03 mai 2010

Steven Moffat et les gimmicks

Définition: Un gimmick est une astuce qui distingue un produit sans en ajouter une fonction ou une valeur évidente.

La saison 5 de Doctor Who, menée par le showrunner Steven Moffat, est une déception pour moi. Moffat est un scénariste très talentueux. Il l'a prouvé lors des saisons précédentes (Blink étant le meilleur épisode de la série, toutes époques confondues) et cela explique sa promotion cette année. Hélas, plus la saison avance, plus je me rends compte que Moffat a troqué sa casquette de raconteur d'histoires pour celle d'artificier: il nous en met plein la vue, plein les oreilles, mais ses scénarios ne tiennent plus debout. Explications...

Vu le pédigrée de l'auteur, les attentes étaient hautes, il est vrai. D'autant plus que le premier épisode (The Eleventh Hour) les a entièrement comblées. Bien sûr, l'attrait pour Matt Smith, l'acteur qui incarne le nouveau Docteur, a accaparé les critiques, et l'histoire a été reléguée au deuxième plan. C'est dommage car le scénario était plein d'astuces, de bonnes idées, de peps, et surtout... l'histoire tenait debout. Hélas, cette cohérence faisait son apparition pour la première et dernière fois de la saison!

A partir du deuxième épisode (The Beast Below), les incohérences ont commencé à pointer le nez. Bien sûr, Moffat n'est pas devenu médiocre du jour au lendemain: ses scénarios sont toujours pleins de bonnes idées, de scènes géniales, de dialogues savoureux. Mais, malgré toutes ces cerises, le gâteau était raté. Le seul élément indispensable manquait: une histoire cohérente.

Décortiquons le problème (Spoilers: il faut avoir vu l'épisode pour comprendre la suite).

L'histoire reste logique jusqu'à mi-parcours. A ce moment, le Docteur et Amy sont ingérés par le monstre, pour atterrir dans sa bouche gluante. C'est le sort réservé aux contestataires et aux citoyens de seconde zone... Sauf que, voilà, en quelques pas et une ellipse "cut", nos héros s'en échappent sans égratignures. Pourquoi eux et pas tous les autres? Il ne leur a pas fallu beaucoup d'efforts pour regagner le haut de la ville. C'est donc une incohérence, que Moffat a laissé passer au profit d'un beau gimmick: le toboggan qui tombe dans la morve, clin d'oeil à la saga Star Wars.

L'autre incohérence concerne les "Smilers" (les automates rieurs). Ils n'ont de cesse de pourchasser le Docteur et Amy. Or, on apprend qu'ils sont censés obéir à la reine. Reine qui, elle-même, doit sortir ses revolvers pour sauver le Docteur des Smilers. Aucune explication ne nous est donnée, et si les fans les plus assidus élaborent une théorie qui explique tout, elle serait au mieux confuse. C'est n'est pas suffisant pour un élément aussi central de l'histoire. Si Moffat avait, dans sa tête, une explication à tout cela, il aurait du nous l'exposer un peu plus clairement.

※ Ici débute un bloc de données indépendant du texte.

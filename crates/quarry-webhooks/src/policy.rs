//! Destination policy for webhook delivery endpoints.
//!
//! Subscribers can point a webhook anywhere, but outbound traffic only ever
//! goes to hosts on the administrator-defined allow-list. Anything else,
//! including URLs that fail to parse, is redirected to the configured sink
//! and the original target is preserved for auditing. The policy never
//! errors past this boundary.

use url::Url;

use crate::config::WebhookConfig;

/// Outcome of validating a destination URL.
#[derive(Debug, Clone, PartialEq, Eq)]
pub struct PolicyDecision {
    /// Whether the original destination was allowed as-is.
    pub is_allowed: bool,
    /// The URL the delivery will actually be sent to.
    pub effective_url: String,
    /// The destination the subscription asked for.
    pub original_url: String,
}

/// Destination allow-list enforcement.
///
/// Cheap to construct and evaluated once per delivery attempt, not once per
/// subscription lifetime, since the allow-list is live configuration.
#[derive(Debug, Clone)]
pub struct DestinationPolicy {
    allowed_hosts: Vec<String>,
    sink_url: String,
    policy_tag: String,
}

impl DestinationPolicy {
    pub fn new(
        allowed_hosts: Vec<String>,
        sink_url: impl Into<String>,
        policy_tag: impl Into<String>,
    ) -> Self {
        Self {
            allowed_hosts: allowed_hosts
                .into_iter()
                .map(|h| h.to_ascii_lowercase())
                .collect(),
            sink_url: sink_url.into(),
            policy_tag: policy_tag.into(),
        }
    }

    pub fn from_config(config: &WebhookConfig) -> Self {
        Self::new(
            config.allowed_hosts.clone(),
            config.sink_url.clone(),
            config.policy_tag.clone(),
        )
    }

    /// The policy tag recorded on every delivery.
    #[must_use]
    pub fn tag(&self) -> &str {
        &self.policy_tag
    }

    /// Validate a destination URL against the allow-list.
    ///
    /// Allowed hosts pass through unchanged. Disallowed hosts and malformed
    /// URLs degrade to the sink, with a policy-violation log entry emitted
    /// before returning.
    pub fn validate(&self, raw_url: &str) -> PolicyDecision {
        match Url::parse(raw_url) {
            Ok(parsed) => {
                let host = parsed.host_str().map(normalize_host);
                match host {
                    Some(host) if self.allowed_hosts.iter().any(|h| *h == host) => {
                        PolicyDecision {
                            is_allowed: true,
                            effective_url: raw_url.to_string(),
                            original_url: raw_url.to_string(),
                        }
                    }
                    _ => self.block(raw_url, "destination host not on the allow-list"),
                }
            }
            Err(e) => self.block(raw_url, &format!("malformed destination URL: {e}")),
        }
    }

    fn block(&self, original_url: &str, reason: &str) -> PolicyDecision {
        tracing::warn!(
            target: "webhook_security",
            original_url = %original_url,
            redirected_to = %self.sink_url,
            policy = %self.policy_tag,
            reason = %reason,
            "Blocked webhook destination"
        );

        PolicyDecision {
            is_allowed: false,
            effective_url: self.sink_url.clone(),
            original_url: original_url.to_string(),
        }
    }
}

/// Lowercase and strip IPv6 brackets so hosts compare against allow-list
/// entries like `::1`.
fn normalize_host(host: &str) -> String {
    host.trim_start_matches('[')
        .trim_end_matches(']')
        .to_ascii_lowercase()
}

La troisième incohérence est la plus grave: à la fin de l'épisode, on apprend que la "bête" qui transporte la ville aide les humains volontairement! Ce qui rend toute tentative de captivité inutile. Et donc, toute l'historie en devient caduque. Ni le gouvernement ni la reine n'avaient d'intérêt à torturer la bête et à instaurer ce régime de l'oubli. Moffat ne nous explique pas pourquoi ils en sont arrivés là. On a l'impression d'avoir vu un épisode "pour du beurre". C'est très frustrant!

Là encore, j'accuse Moffat et son utilisation de "gimmicks" scénaristiques. Il vendrait père et mère, et surtout cohérence, pour un bon mot, une bonne scène, une bonne idée. Mais il oublie que dans un scénario, les bonnes idées ne valent que si et seulement si elles s'intègrent bien dans l'intrigue globale. Vouloir les faire entrer au forceps, c'est l'assurance d'une histoire bancale, comme ce médiocre "Beast Below".

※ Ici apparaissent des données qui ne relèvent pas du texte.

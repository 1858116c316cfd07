//! Error types for the webhook delivery system.

/// Webhook delivery error variants.
#[derive(Debug, thiserror::Error)]
pub enum WebhookError {
    #[error("Invalid URL: {0}")]
    InvalidUrl(String),

    #[error("Payload serialization failed: {0}")]
    Serialization(#[from] serde_json::Error),

    #[error("Delivery queue is closed")]
    QueueClosed,

    #[error("Store error: {0}")]
    Store(String),

    #[error("Internal error: {0}")]
    Internal(String),
}

pub type Result<T> = std::result::Result<T, WebhookError>;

Hélas, la faute est encore commise dans les épisodes suivants. Je passe sur l'infecte retour des Daleks, qui aura certainement dégoûté plus d'un fan, pour m'arrêter sur le cas intéressant des Anges Pleureurs. Dans Blink, ils étaient terrifiants! "Ne cligne pas des yeux!", répétait alors le Docteur. "Cligne des yeux et tu meurs!". Les règles du jeu étaient simples, fatales, et terriblement excitantes!

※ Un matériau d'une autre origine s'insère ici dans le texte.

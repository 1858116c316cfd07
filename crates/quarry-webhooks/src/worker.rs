//! Delivery workers.
//!
//! Workers drain the task queue, execute delivery attempts, and drive the
//! retry state machine. Deliveries for different subscriptions, and
//! different events for the same subscription, run fully in parallel with
//! no ordering guarantee.

use std::sync::Arc;

use tokio::sync::{mpsc, Mutex};
use tokio::task::JoinHandle;

use crate::delivery::{DeliveryOutcome, DeliveryService};
use crate::models::WebhookSubscription;
use crate::queue::{DeliveryTask, RetrySender};
use crate::retry::{DeliveryState, RetryDecision, RetryPolicy};
use crate::store::{DeactivationNotifier, SubscriptionRegistry};

/// Processes one delivery task end to end.
pub struct WebhookWorker {
    delivery: DeliveryService,
    retry_policy: RetryPolicy,
    registry: Arc<dyn SubscriptionRegistry>,
    notifier: Arc<dyn DeactivationNotifier>,
    retry_queue: RetrySender,
}

impl WebhookWorker {
    #[must_use]
    pub fn new(
        delivery: DeliveryService,
        retry_policy: RetryPolicy,
        registry: Arc<dyn SubscriptionRegistry>,
        notifier: Arc<dyn DeactivationNotifier>,
        retry_queue: RetrySender,
    ) -> Self {
        Self {
            delivery,
            retry_policy,
            registry,
            notifier,
            retry_queue,
        }
    }

    /// Run one task: resolve the subscription, deliver, apply the retry
    /// decision.
    pub async fn process(&self, task: DeliveryTask) {
        let subscription = match self.registry.get(task.webhook_id).await {
            Ok(Some(subscription)) => subscription,
            Ok(None) => {
                // Deleted between scheduling and execution: benign no-op,
                // no log entry, no retry.
                tracing::debug!(
                    target: "webhook_delivery",
                    webhook_id = %task.webhook_id,
                    "Subscription gone - dropping delivery task"
                );
                return;
            }
            Err(e) => {
                tracing::error!(
                    target: "webhook_delivery",
                    webhook_id = %task.webhook_id,
                    error = %e,
                    "Failed to load subscription for delivery"
                );
                return;
            }
        };

        if !subscription.is_active {
            tracing::debug!(
                target: "webhook_delivery",
                webhook_id = %subscription.id,
                "Subscription inactive - dropping delivery task"
            );
            return;
        }

        let state = DeliveryState::Attempting;
        let outcome = match self
            .delivery
            .deliver(&task.event, &subscription, task.retry_count)
            .await
        {
            Ok(outcome) => outcome,
            Err(e) => {
                // Serialization/signing failures are programming errors:
                // the attempt is already recorded, nothing to retry.
                tracing::error!(
                    target: "webhook_delivery",
                    webhook_id = %subscription.id,
                    error = %e,
                    "Delivery attempt aborted - not retrying"
                );
                return;
            }
        };

        let decision = self.retry_policy.decide(&outcome, task.retry_count);
        let state = state.advance(&decision, task.retry_count);

        match decision {
            RetryDecision::Complete => {
                tracing::debug!(
                    target: "webhook_delivery",
                    webhook_id = %subscription.id,
                    state = ?state,
                    "Delivery complete"
                );
            }
            RetryDecision::Retry { delay } => {
                tracing::info!(
                    target: "webhook_delivery",
                    webhook_id = %subscription.id,
                    retry_count = task.retry_count + 1,
                    delay_ms = delay.as_millis() as u64,
                    state = ?state,
                    "Scheduling delivery retry"
                );
                self.retry_queue.enqueue_after(task.next_retry(), delay);
            }
            RetryDecision::Deactivate => {
                let DeliveryOutcome::TransportFailed { ref error } = outcome else {
                    return;
                };
                self.deactivate(&subscription, error).await;
            }
        }
    }

    /// Deactivate an exhausted subscription and notify its owner.
    ///
    /// The registry's deactivate is atomic and idempotent; only the call
    /// that flips the flag sends the notification, so concurrent
    /// exhaustions cannot produce a notification storm.
    async fn deactivate(&self, subscription: &WebhookSubscription, reason: &str) {
        match self.registry.deactivate(subscription.id).await {
            Ok(true) => {
                tracing::warn!(
                    target: "webhook_delivery",
                    webhook_id = %subscription.id,
                    workspace_id = %subscription.workspace_id,
                    reason = %reason,
                    "Subscription deactivated after exhausting retries"
                );
                self.notifier.webhook_deactivated(subscription, reason).await;
            }
            Ok(false) => {
                tracing::debug!(
                    target: "webhook_delivery",
                    webhook_id = %subscription.id,
                    "Subscription already deactivated"
                );
            }
            Err(e) => {
                tracing::error!(
                    target: "webhook_delivery",
                    webhook_id = %subscription.id,
                    error = %e,
                    "Failed to deactivate subscription"
                );
            }
        }
    }
}

/// A pool of workers draining the delivery queue.
///
/// Workers stop once the queue is closed and drained; `join` waits for
/// that. Scheduled retries keep the queue open for the duration of their
/// backoff, so a drain includes them.
pub struct WorkerPool {
    handles: Vec<JoinHandle<()>>,
}

impl WorkerPool {
    /// Spawn `workers` tasks consuming from `rx`.
    #[must_use]
    pub fn spawn(
        workers: usize,
        rx: mpsc::Receiver<DeliveryTask>,
        worker: Arc<WebhookWorker>,
    ) -> Self {
        let rx = Arc::new(Mutex::new(rx));
        let count = workers.max(1);
        let mut handles = Vec::with_capacity(count);

        for worker_id in 0..count {
            let rx = rx.clone();
            let worker = worker.clone();
            handles.push(tokio::spawn(async move {
                loop {
                    let task = { rx.lock().await.recv().await };
                    match task {
                        Some(task) => worker.process(task).await,
                        None => break,
                    }
                }
                tracing::debug!(
                    target: "webhook_delivery",
                    worker_id,
                    "Delivery worker stopped"
                );
            }));
        }

        Self { handles }
    }

    /// Wait for all workers to finish draining the queue.
    pub async fn join(self) {
        for handle in self.handles {
            let _ = handle.await;
        }
    }
}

Leur retour était donc attendu au tournant. Moffat le savait: l'effet de surprise éteint, il devait enchérir. Ca donne un double-épisode très intense, avec de bons moments, mais là encore, une incohérence monstre: pour survivre, Amy doit désormais... garder les yeux fermés! "Ouvre les yeux et tu es morte!" C'est tout de même un peu difficile à avaler, et - si ça fonctionne plus ou moins pour l'épisode - c'est en totale contradiction avec ce que l'on connaissait des Anges. Pas sympa pour les téléspectateurs fidèles.

Je pense que toutes ces incohérences viennent de la façon de Moffat d'imaginer un scénario. Je le soupçonne d'avoir d'abord les idées de scène choc, et de les enrober ensuite dans une histoire. Cela explique le nombre important de bonnes idées astucieuses (ces fameux "gimmicks") et les intrigues bancales. Ce n'est pas la bonne démarche à mon avis.

Toutes les meilleures idées du monde ne sont pas gratifiantes si elles ne sont pas portées par une histoire qui ait du sens. Le scénariste est un créateur de sens. Si l'on retire cet élément, l'impact émotionnel ne se fait pas. Le spectateur "sent" les ficelles, il sait qu'il est face à un monde artificiel.

Un gimmick, c'est comme une pute: ça fait plaisir sur le moment, mais, souvent, en rentrant à la maison, on regrette.

2 commentaires:

Mamane a dit…

Bonjour ! Je trouve cet article très intéressant mais je dois avouer ne pas être du tout d'accord avec toi, ce pour plusieurs raisons :

-L'échappée du Docteur et d'Amy de la bouche de la baleine Stellaire, une incohérence ? Pas forcément : je crois que rares étaient les victimes qui avaient de quoi faire vomir la bête, pas toi ? Ce n'est pas plus improbable (bien au contraire) que tous les rebondissements que Davies a pu faire (l'exemple type étant la fin de la saison 2 avec l'équipe de l'univers parallèle arrivant JUSTE au bon moment pour dézinguer les cybermen puis Peter Tyler arrivant également juste au bon moment pour sauver Rose du Void). Quant à la remontée sans problème, à partir du moment où ils étaient avec Liz 10... je ne vois pas le problème.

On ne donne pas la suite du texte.